[How to complete this task]
Give every line of the listing word for word, beginning at the first and including the line with "during a benchmark" as the last.

=====

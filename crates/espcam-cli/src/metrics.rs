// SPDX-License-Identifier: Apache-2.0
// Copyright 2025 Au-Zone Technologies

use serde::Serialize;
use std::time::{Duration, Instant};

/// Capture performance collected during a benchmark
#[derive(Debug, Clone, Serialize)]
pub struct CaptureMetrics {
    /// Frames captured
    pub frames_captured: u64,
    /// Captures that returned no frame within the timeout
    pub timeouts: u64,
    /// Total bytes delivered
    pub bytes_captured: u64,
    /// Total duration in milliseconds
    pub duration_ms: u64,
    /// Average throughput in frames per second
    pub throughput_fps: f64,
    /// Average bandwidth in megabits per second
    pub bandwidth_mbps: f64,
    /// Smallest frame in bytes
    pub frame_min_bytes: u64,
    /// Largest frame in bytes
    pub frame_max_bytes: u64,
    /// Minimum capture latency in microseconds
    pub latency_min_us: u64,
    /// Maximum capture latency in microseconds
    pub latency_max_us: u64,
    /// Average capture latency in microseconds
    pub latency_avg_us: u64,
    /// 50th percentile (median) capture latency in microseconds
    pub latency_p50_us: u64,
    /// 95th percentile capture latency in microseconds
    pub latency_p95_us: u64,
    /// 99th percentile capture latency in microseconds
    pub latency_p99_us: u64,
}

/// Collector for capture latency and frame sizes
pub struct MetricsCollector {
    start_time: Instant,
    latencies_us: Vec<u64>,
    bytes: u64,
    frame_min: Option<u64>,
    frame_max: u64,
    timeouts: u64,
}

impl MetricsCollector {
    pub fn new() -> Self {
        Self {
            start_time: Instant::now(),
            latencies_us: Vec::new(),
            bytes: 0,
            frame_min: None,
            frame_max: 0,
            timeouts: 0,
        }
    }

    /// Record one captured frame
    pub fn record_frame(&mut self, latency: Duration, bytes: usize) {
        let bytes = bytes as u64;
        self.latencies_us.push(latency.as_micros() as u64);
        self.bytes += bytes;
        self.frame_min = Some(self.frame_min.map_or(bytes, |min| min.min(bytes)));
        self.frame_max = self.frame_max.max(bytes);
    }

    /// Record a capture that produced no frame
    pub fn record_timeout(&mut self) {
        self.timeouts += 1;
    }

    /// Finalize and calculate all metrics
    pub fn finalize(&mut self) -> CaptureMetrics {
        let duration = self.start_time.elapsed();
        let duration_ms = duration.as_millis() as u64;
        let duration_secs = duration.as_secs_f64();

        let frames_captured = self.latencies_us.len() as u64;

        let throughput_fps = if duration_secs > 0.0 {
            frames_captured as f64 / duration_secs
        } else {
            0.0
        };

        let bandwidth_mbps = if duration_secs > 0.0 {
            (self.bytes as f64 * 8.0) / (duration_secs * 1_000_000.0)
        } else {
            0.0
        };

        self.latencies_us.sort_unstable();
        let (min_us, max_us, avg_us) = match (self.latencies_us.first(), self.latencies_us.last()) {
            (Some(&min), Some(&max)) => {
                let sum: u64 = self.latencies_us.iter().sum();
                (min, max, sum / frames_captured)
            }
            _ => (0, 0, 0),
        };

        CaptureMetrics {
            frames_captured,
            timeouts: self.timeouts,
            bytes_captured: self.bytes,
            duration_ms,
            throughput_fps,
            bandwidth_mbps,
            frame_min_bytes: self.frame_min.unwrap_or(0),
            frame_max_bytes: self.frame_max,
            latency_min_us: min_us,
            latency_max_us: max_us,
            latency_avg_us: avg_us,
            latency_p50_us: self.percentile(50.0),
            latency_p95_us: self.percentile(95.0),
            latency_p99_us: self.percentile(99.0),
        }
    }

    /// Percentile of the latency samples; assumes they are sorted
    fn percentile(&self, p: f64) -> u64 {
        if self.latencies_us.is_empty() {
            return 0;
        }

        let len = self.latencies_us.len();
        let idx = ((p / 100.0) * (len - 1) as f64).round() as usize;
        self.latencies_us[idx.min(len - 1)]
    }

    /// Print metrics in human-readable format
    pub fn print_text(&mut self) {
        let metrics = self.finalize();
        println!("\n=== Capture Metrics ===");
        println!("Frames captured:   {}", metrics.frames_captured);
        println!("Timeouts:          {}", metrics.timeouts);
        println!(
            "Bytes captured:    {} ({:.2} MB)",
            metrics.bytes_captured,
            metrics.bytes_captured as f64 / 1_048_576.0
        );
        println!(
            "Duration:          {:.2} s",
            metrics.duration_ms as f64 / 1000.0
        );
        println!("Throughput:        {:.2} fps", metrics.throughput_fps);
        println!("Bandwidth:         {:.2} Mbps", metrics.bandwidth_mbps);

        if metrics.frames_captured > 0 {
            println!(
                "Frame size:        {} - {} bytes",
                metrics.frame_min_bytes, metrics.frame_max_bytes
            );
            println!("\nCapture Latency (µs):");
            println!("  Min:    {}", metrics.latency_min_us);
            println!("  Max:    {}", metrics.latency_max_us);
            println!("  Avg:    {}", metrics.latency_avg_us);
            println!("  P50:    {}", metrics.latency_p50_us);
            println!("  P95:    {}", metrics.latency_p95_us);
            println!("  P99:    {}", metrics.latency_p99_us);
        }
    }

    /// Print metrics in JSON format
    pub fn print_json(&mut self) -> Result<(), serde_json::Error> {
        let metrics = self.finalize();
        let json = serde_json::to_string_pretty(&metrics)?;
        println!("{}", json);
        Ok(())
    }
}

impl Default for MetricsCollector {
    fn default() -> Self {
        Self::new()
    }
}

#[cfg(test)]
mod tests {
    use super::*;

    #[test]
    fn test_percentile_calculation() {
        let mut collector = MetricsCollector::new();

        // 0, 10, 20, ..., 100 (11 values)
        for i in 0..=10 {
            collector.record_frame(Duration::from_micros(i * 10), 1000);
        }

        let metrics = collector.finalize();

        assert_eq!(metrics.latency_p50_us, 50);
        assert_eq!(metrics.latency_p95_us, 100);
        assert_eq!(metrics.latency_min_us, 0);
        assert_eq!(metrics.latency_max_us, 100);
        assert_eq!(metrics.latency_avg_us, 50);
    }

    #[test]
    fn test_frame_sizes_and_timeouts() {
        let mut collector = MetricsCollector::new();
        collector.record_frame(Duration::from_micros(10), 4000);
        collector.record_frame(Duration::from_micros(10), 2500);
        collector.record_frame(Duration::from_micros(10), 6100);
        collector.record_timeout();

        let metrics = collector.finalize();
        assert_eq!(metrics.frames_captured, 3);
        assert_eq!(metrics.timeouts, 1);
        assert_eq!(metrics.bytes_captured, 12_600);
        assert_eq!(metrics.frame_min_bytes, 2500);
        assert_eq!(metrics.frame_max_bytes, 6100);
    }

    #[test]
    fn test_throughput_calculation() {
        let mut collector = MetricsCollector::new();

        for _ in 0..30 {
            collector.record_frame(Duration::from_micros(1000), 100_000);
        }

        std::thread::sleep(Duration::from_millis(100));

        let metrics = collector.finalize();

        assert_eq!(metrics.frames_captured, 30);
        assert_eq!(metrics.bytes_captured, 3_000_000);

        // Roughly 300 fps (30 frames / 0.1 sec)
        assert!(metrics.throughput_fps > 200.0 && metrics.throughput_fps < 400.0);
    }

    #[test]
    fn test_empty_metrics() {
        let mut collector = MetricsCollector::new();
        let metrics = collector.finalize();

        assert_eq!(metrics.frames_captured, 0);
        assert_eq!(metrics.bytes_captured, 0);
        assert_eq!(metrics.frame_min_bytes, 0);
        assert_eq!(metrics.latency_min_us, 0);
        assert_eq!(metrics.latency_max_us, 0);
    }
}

=====

[Response for this exercise]
filename crates/espcam-cli/src/metrics.rs
// SPDX-License-Identifier: Apache-2.0
// Copyright 2025 Au-Zone Technologies

use serde::Serialize;
use std::time::{Duration, Instant};

/// Capture performance collected during a benchmark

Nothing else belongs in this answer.